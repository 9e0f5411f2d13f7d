use std::io::{self, Write};
use std::path::{Path, PathBuf};
use std::sync::Arc;
use std::time::Duration;

use anyhow::Context;
use clap::{Args, Parser, Subcommand};
use futures_util::StreamExt;
use genstream_core::{
    config::{Config, PromptCfg},
    engine::{GenerationEngine, ScriptedEngine},
    error_format::ErrorEnvelope,
    handler::{HandlerResponse, RequestHandler},
    metrics::TracingSink,
    model::{ChatMessage, GenerationRequest, Role, Snapshot},
    prompt::PromptBuilder,
};
use tokio_util::sync::CancellationToken;
use tracing_subscriber::EnvFilter;

#[derive(Parser)]
#[command(author, version, about = "genstream CLI: drive the stream aggregator against a scripted engine", long_about = None)]
struct Cli {
    /// Config file (JSON or TOML)
    #[arg(long, global = true)]
    config: Option<PathBuf>,

    #[command(subcommand)]
    command: Commands,
}

#[derive(Args)]
struct RequestArgs {
    /// Model name; the configured served model when omitted
    #[arg(long, default_value = "")]
    model: String,
    #[arg(short, long, help = "Message from the user")]
    message: String,
    /// Number of choices to generate
    #[arg(short, long, default_value_t = 1)]
    n: u32,
    /// JSON array of snapshots to replay instead of echoing the input
    #[arg(long)]
    script: Option<PathBuf>,
    #[arg(long)]
    request_id: Option<String>,
}

#[derive(Subcommand)]
enum Commands {
    /// Stream wire lines as they are produced
    Stream {
        #[command(flatten)]
        request: RequestArgs,
        /// Simulate a client disconnect after this many lines
        #[arg(long)]
        disconnect_after: Option<usize>,
    },
    /// Print the assembled final response
    Complete {
        #[command(flatten)]
        request: RequestArgs,
    },
}

fn init_tracing(filter: &str) {
    let filter = EnvFilter::try_from_default_env().unwrap_or_else(|_| EnvFilter::new(filter));
    tracing_subscriber::fmt()
        .with_env_filter(filter)
        .with_writer(io::stderr)
        .init();
}

fn load_script(path: &Path) -> anyhow::Result<Vec<Snapshot>> {
    let raw = std::fs::read_to_string(path)
        .with_context(|| format!("reading script {}", path.display()))?;
    serde_json::from_str(&raw).with_context(|| format!("parsing script {}", path.display()))
}

fn build_request(args: &RequestArgs, stream: bool) -> GenerationRequest {
    GenerationRequest {
        request_id: args
            .request_id
            .clone()
            .unwrap_or_else(|| format!("cli-{}", std::process::id())),
        model: args.model.clone(),
        messages: vec![ChatMessage {
            role: Role::User,
            content: args.message.clone(),
        }],
        n: args.n,
        stream,
        sampling: Default::default(),
    }
}

/// Scripted engine for this run: the given script, or an echo of the
/// request's extracted input.
fn build_engine(
    cfg: &Config,
    args: &RequestArgs,
    req: &GenerationRequest,
) -> anyhow::Result<Arc<dyn GenerationEngine>> {
    let engine = match &args.script {
        Some(path) => ScriptedEngine::new(load_script(path)?),
        None => {
            let input_only = PromptCfg {
                template: Some("{input}".into()),
                ..cfg.prompt.clone()
            };
            let input = PromptBuilder::from_config(&input_only)?.build(req)?;
            ScriptedEngine::echo(&input, args.n)
        }
    };
    let engine: Arc<dyn GenerationEngine> = Arc::new(
        engine.with_step_delay(Duration::from_millis(cfg.engine.step_delay_ms)),
    );
    Ok(engine)
}

fn print_envelope(envelope: &ErrorEnvelope) -> anyhow::Result<()> {
    println!("{}", serde_json::to_string(envelope)?);
    anyhow::bail!("request failed with status {}", envelope.status_code())
}

#[tokio::main]
async fn main() -> anyhow::Result<()> {
    let cli = Cli::parse();

    let cfg = match &cli.config {
        Some(path) => Config::from_path(path)
            .with_context(|| format!("loading config {}", path.display()))?,
        None => Config::default(),
    };
    init_tracing(&cfg.logging.filter);

    let (args, stream, disconnect_after) = match &cli.command {
        Commands::Stream {
            request,
            disconnect_after,
        } => (request, true, *disconnect_after),
        Commands::Complete { request } => (request, false, None),
    };

    let req = build_request(args, stream);
    let engine = build_engine(&cfg, args, &req)?;
    let handler = RequestHandler::from_config(&cfg, engine, Arc::new(TracingSink))?;
    let disconnect = CancellationToken::new();

    match handler.handle(req, disconnect.clone()).await {
        HandlerResponse::Stream(mut lines) => {
            let mut seen = 0usize;
            while let Some(item) = lines.next().await {
                match item {
                    Ok(line) => {
                        print!("{line}");
                        io::stdout().flush().ok();
                        seen += 1;
                        if disconnect_after == Some(seen) {
                            tracing::info!(lines = seen, "simulating client disconnect");
                            disconnect.cancel();
                        }
                    }
                    Err(err) => return print_envelope(&handler.error_envelope(&err)),
                }
            }
        }
        HandlerResponse::Full(body) => {
            println!("{}", serde_json::to_string_pretty(&body)?);
        }
        HandlerResponse::Error { envelope, .. } => return print_envelope(&envelope),
    }

    Ok(())
}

## Problem requirements
Would you copy every line of the entries in which "PathBuf" appears?

## Worked solution
use std::path::{Path, PathBuf};
    config: Option<PathBuf>,
    script: Option<PathBuf>,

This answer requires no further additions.